_EXERCISE DETAILS_
Every line below that mentions the word "SetupResult" should be copied out.

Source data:
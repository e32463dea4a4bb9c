use super::{BoxedFunction, ConsoleReporter, Entrypoint, Registry, Reporter};
use crate::config::EntrypointSection;
use crate::dispatch::{CallArgs, DispatchTable};
use crate::error::{SetupError, SetupResult};
use crate::parser::{AdapterConfig, ClapParser, ParserAdapter};
use crate::signature::{Param, Signature};
use crate::spec::{merge, ParamSpec};
use anyhow::Context;
use serde::Serialize;
use serde_json::Value;
use std::collections::BTreeMap;
use std::marker::PhantomData;
use tracing::debug;

/// How the function name is turned into a command name
#[derive(Clone, Copy, Debug, Default, PartialEq, Eq)]
pub enum NameStyle {
    /// Use the name unchanged
    #[default]
    AsIs,
    /// Replace underscores with hyphens
    Kebab,
}

/// Accumulates the declaration of one entry point.
///
/// # Example
///
/// ```
/// use entrypoint::{EntrypointBuilder, Param};
///
/// let ep = EntrypointBuilder::new(
///     "example",
///     [Param::plain("foo"), Param::plain("bar")],
///     |args| -> anyhow::Result<String> {
///         Ok(format!("foo={}, bar={}", args.arg::<String>(0)?, args.arg::<String>(1)?))
///     },
/// )
/// .doc("An example entry point.")
/// .param("foo", "the value for foo")
/// .param("bar", "the value for bar")
/// .build()
/// .unwrap();
///
/// let outcome = ep.run(Some(vec!["4".into(), "5".into()]));
/// assert_eq!(outcome.value(), Some(&serde_json::json!("foo=4, bar=5")));
/// ```
pub struct EntrypointBuilder<P = ClapParser> {
    function_name: String,
    params: Vec<Param>,
    function: BoxedFunction,
    doc: Option<String>,
    name: Option<String>,
    name_style: NameStyle,
    description: Option<String>,
    specs: Vec<(String, ParamSpec)>,
    config: BTreeMap<String, Value>,
    module: String,
    reporter: Box<dyn Reporter>,
    parser: PhantomData<P>,
}

impl EntrypointBuilder<ClapParser> {
    /// Start declaring an entry point for `function`, whose parameters are
    /// `params` in declaration order.
    pub fn new<F, R, E>(
        function_name: impl Into<String>,
        params: impl IntoIterator<Item = Param>,
        function: F,
    ) -> Self
    where
        F: Fn(CallArgs) -> Result<R, E> + 'static,
        R: Serialize,
        E: Into<anyhow::Error>,
    {
        let function_name = function_name.into();
        let context_name = function_name.clone();
        let function: BoxedFunction = Box::new(move |args| {
            let returned = function(args).map_err(Into::into)?;
            serde_json::to_value(returned)
                .with_context(|| format!("failed to serialize the result of `{}`", context_name))
        });

        Self {
            function_name,
            params: params.into_iter().collect(),
            function,
            doc: None,
            name: None,
            name_style: NameStyle::default(),
            description: None,
            specs: Vec::new(),
            config: BTreeMap::new(),
            module: "crate".to_string(),
            reporter: Box::new(ConsoleReporter),
            parser: PhantomData,
        }
    }
}

impl<P: ParserAdapter> EntrypointBuilder<P> {
    /// Use a different parser adapter
    pub fn with_parser<Q: ParserAdapter>(self) -> EntrypointBuilder<Q> {
        EntrypointBuilder {
            function_name: self.function_name,
            params: self.params,
            function: self.function,
            doc: self.doc,
            name: self.name,
            name_style: self.name_style,
            description: self.description,
            specs: self.specs,
            config: self.config,
            module: self.module,
            reporter: self.reporter,
            parser: PhantomData,
        }
    }

    /// Function documentation; its first line is the default description
    pub fn doc(mut self, doc: impl Into<String>) -> Self {
        self.doc = Some(doc.into());
        self
    }

    /// Override the command name. `{name}` is replaced by the function name.
    pub fn name(mut self, name: impl Into<String>) -> Self {
        self.name = Some(name.into());
        self
    }

    /// Naming convention applied to the final command name
    pub fn name_style(mut self, style: NameStyle) -> Self {
        self.name_style = style;
        self
    }

    /// Override the description, even with an empty one
    pub fn description(mut self, description: impl Into<String>) -> Self {
        self.description = Some(description.into());
        self
    }

    /// Declare how the parameter (or option, with a leading `_`) `key` is
    /// exposed. Declaration order is the order elements are added.
    pub fn param(mut self, key: impl Into<String>, spec: impl Into<ParamSpec>) -> Self {
        self.specs.push((key.into(), spec.into()));
        self
    }

    /// Extra parser adapter configuration
    pub fn config(mut self, key: impl Into<String>, value: impl Into<Value>) -> Self {
        self.config.insert(key.into(), value.into());
        self
    }

    /// Module path used in the registry reference
    pub fn module(mut self, module: impl Into<String>) -> Self {
        self.module = module.into();
        self
    }

    /// Replace the default [`ConsoleReporter`]
    pub fn reporter(mut self, reporter: impl Reporter + 'static) -> Self {
        self.reporter = Box::new(reporter);
        self
    }

    /// Apply a section of a declarations file
    pub fn apply(mut self, section: &EntrypointSection) -> SetupResult<Self> {
        if section.function != self.function_name {
            return Err(SetupError::config(format!(
                "declaration for `{}` applied to function `{}`",
                section.function, self.function_name
            )));
        }
        if let Some(name) = &section.name {
            self.name = Some(name.clone());
        }
        if let Some(description) = &section.description {
            self.description = Some(description.clone());
        }
        for (key, value) in &section.params {
            let spec = ParamSpec::from_value(key, value)?;
            self.specs.push((key.clone(), spec));
        }
        for (key, value) in &section.config {
            self.config.insert(key.clone(), value.clone());
        }
        Ok(self)
    }

    fn effective_name(&self) -> String {
        let name = match &self.name {
            Some(template) => template.replace("{name}", &self.function_name),
            None => self.function_name.clone(),
        };
        match self.name_style {
            NameStyle::AsIs => name,
            NameStyle::Kebab => name.replace('_', "-"),
        }
    }

    fn effective_description(&self) -> String {
        match (&self.description, &self.doc) {
            (Some(description), _) => description.clone(),
            (None, Some(doc)) => doc.lines().next().unwrap_or_default().trim().to_string(),
            (None, None) => String::new(),
        }
    }

    /// Classify the signature, build the parser and check that every
    /// required parameter will be supplied.
    pub fn build(self) -> SetupResult<Entrypoint<P>> {
        let signature = Signature::new(self.params.iter().cloned())?;
        let name = self.effective_name();
        let description = self.effective_description();

        if let Some(unknown) = self
            .config
            .keys()
            .find(|key| !P::config_keys().contains(&key.as_str()))
        {
            return Err(SetupError::UnknownConfigKey(unknown.clone()));
        }

        let mut parser = P::from_config(&AdapterConfig {
            name: name.clone(),
            description: description.clone(),
            extra: self.config.clone(),
        })?;
        let mut table = DispatchTable::new(&signature);
        let mut bindings = Vec::with_capacity(self.specs.len());
        for (key, spec) in &self.specs {
            bindings.push(merge(&signature, &mut table, &mut parser, key, spec)?);
        }
        table.validate()?;

        let reference = format!("{}:{}.invoke", self.module, self.function_name);
        debug!(
            entrypoint = %name,
            function = %self.function_name,
            elements = bindings.len(),
            "built entry point"
        );

        Ok(Entrypoint {
            name,
            description,
            function_name: self.function_name,
            reference,
            bindings,
            parser,
            table,
            function: self.function,
            reporter: self.reporter,
        })
    }

    /// Build and record the entry point in `registry`
    pub fn register(self, registry: &mut Registry) -> SetupResult<Entrypoint<P>> {
        let entrypoint = self.build()?;
        registry.register(entrypoint.name(), entrypoint.reference());
        Ok(entrypoint)
    }
}
//! Parameter declarations and their classified form.

use super::TypeHint;
use serde_json::Value;
use std::fmt;

/// Kind of a parameter after classification
#[derive(Clone, Copy, Debug, PartialEq, Eq, Hash)]
pub enum ParameterKind {
    /// Positional-or-keyword parameter
    Plain,
    /// Catch-all for extra positional values
    VarPositional,
    /// Parameter that can only be supplied by name
    KeywordOnly,
    /// Catch-all for extra named values
    VarKeyword,
}

/// Kind of a parameter as declared by the function author.
///
/// This is wider than [`ParameterKind`]: positional-only parameters can be
/// declared but are rejected by classification, since parsed flags can only
/// reach parameters by name.
#[derive(Clone, Copy, Debug, PartialEq, Eq, Hash)]
pub enum DeclaredKind {
    /// Positional-only parameter (never accepted)
    PositionalOnly,
    /// Positional-or-keyword parameter
    PositionalOrKeyword,
    /// Variadic positional parameter
    VarPositional,
    /// Keyword-only parameter
    KeywordOnly,
    /// Variadic keyword parameter
    VarKeyword,
}

impl fmt::Display for DeclaredKind {
    fn fmt(&self, f: &mut fmt::Formatter<'_>) -> fmt::Result {
        let name = match self {
            Self::PositionalOnly => "POSITIONAL_ONLY",
            Self::PositionalOrKeyword => "POSITIONAL_OR_KEYWORD",
            Self::VarPositional => "VAR_POSITIONAL",
            Self::KeywordOnly => "KEYWORD_ONLY",
            Self::VarKeyword => "VAR_KEYWORD",
        };
        f.write_str(name)
    }
}

/// One parameter of a function, as declared.
///
/// # Example
///
/// ```
/// use entrypoint::{Param, TypeHint};
///
/// let second = Param::plain("second").with_default("default");
/// let count = Param::keyword_only("count").annotated(TypeHint::Int);
/// assert_eq!(second.name(), "second");
/// assert!(count.default().is_none());
/// ```
#[derive(Clone, Debug, PartialEq)]
pub struct Param {
    name: String,
    kind: DeclaredKind,
    default: Option<Value>,
    annotation: Option<TypeHint>,
}

impl Param {
    fn new(name: impl Into<String>, kind: DeclaredKind) -> Self {
        Self {
            name: name.into(),
            kind,
            default: None,
            annotation: None,
        }
    }

    /// Positional-or-keyword parameter
    pub fn plain(name: impl Into<String>) -> Self {
        Self::new(name, DeclaredKind::PositionalOrKeyword)
    }

    /// Positional-only parameter
    pub fn positional_only(name: impl Into<String>) -> Self {
        Self::new(name, DeclaredKind::PositionalOnly)
    }

    /// Variadic positional parameter
    pub fn var_positional(name: impl Into<String>) -> Self {
        Self::new(name, DeclaredKind::VarPositional)
    }

    /// Keyword-only parameter
    pub fn keyword_only(name: impl Into<String>) -> Self {
        Self::new(name, DeclaredKind::KeywordOnly)
    }

    /// Variadic keyword parameter
    pub fn var_keyword(name: impl Into<String>) -> Self {
        Self::new(name, DeclaredKind::VarKeyword)
    }

    /// Give the parameter a default value, making it optional
    pub fn with_default(mut self, default: impl Into<Value>) -> Self {
        self.default = Some(default.into());
        self
    }

    /// Attach a type annotation
    pub fn annotated(mut self, hint: TypeHint) -> Self {
        self.annotation = Some(hint);
        self
    }

    /// Parameter name
    pub fn name(&self) -> &str {
        &self.name
    }

    /// Declared kind
    pub fn kind(&self) -> DeclaredKind {
        self.kind
    }

    /// Default value, if any
    pub fn default(&self) -> Option<&Value> {
        self.default.as_ref()
    }

    /// Type annotation, if any
    pub fn annotation(&self) -> Option<TypeHint> {
        self.annotation
    }
}

/// A classified parameter: the only form the rest of the crate consumes.
#[derive(Clone, Debug, PartialEq)]
pub struct ParameterDescriptor {
    /// Parameter name
    pub name: String,
    /// Classified kind
    pub kind: ParameterKind,
    /// Default value; `None` means required
    pub default: Option<Value>,
    /// Type annotation used as a fallback coercion
    pub annotation: Option<TypeHint>,
}

impl ParameterDescriptor {
    /// Whether the parameter must receive a value from somewhere
    pub fn is_required(&self) -> bool {
        self.default.is_none()
    }
}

_TASK SOLUTION_
use crate::error::{SetupError, SetupResult};
    pub fn apply(mut self, section: &EntrypointSection) -> SetupResult<Self> {
    pub fn build(self) -> SetupResult<Entrypoint<P>> {
    pub fn register(self, registry: &mut Registry) -> SetupResult<Entrypoint<P>> {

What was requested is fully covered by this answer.